#### [TO DO]
The answer is the number of lines in the data that contain the word "Router"; give it alone.

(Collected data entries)
┄┄┄┄┄┄┄┄┄┄

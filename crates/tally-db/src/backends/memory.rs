use std::sync::Mutex;

use anyhow::{Result, anyhow};
use tally_types::models::Snapshot;

use crate::store::RecordStore;

/// Process-local store. Keeps the serialized form so every read hands out
/// an independent copy, like the other backends do.
#[derive(Default)]
pub struct MemoryStore {
    data: Mutex<Option<String>>,
}

impl RecordStore for MemoryStore {
    fn backend(&self) -> &'static str {
        "memory"
    }

    fn read(&self) -> Result<Option<Snapshot>> {
        let data = self.data.lock().map_err(|e| anyhow!("Memory store lock poisoned: {}", e))?;
        match data.as_deref() {
            Some(raw) => Ok(Some(serde_json::from_str(raw)?)),
            None => Ok(None),
        }
    }

    fn write(&self, snapshot: &Snapshot) -> Result<()> {
        let raw = serde_json::to_string(snapshot)?;
        let mut data = self.data.lock().map_err(|e| anyhow!("Memory store lock poisoned: {}", e))?;
        *data = Some(raw);
        Ok(())
    }
}
use std::path::Path;

use axum::{
    Json, Router,
    extract::State,
    routing::{get, post},
};
use tally_types::api::HealthResponse;
use tower_http::cors::CorsLayer;
use tower_http::services::ServeDir;
use tower_http::trace::TraceLayer;

use crate::state::AppState;
use crate::{leaderboard, points, users};

/// Full HTTP surface. When `static_dir` is given, unmatched paths are served
/// from it so a prebuilt front-end can ship alongside the API.
pub fn router(state: AppState, static_dir: Option<&Path>) -> Router {
    let api = Router::new()
        .route("/leaderboard", get(leaderboard::leaderboard))
        .route("/usuarios", get(users::list_users).post(users::register))
        .route("/usuarios/{codigo}", get(users::get_user))
        .route("/usuarios/{codigo}/estadisticas", get(users::get_stats))
        .route("/puntos", post(points::adjust))
        .route("/health", get(health))
        .with_state(state);

    let app = match static_dir {
        Some(dir) => api.fallback_service(ServeDir::new(dir)),
        None => api,
    };

    app.layer(CorsLayer::permissive())
        .layer(TraceLayer::new_for_http())
}

pub async fn health(State(state): State<AppState>) -> Json<HealthResponse> {
    Json(HealthResponse {
        status: "ok".to_string(),
        store: state.db.backend().to_string(),
    })
}
pub mod api;
pub mod models;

┄┄┄┄┄┄┄┄┄┄

#### [TASK RESPONSE]
3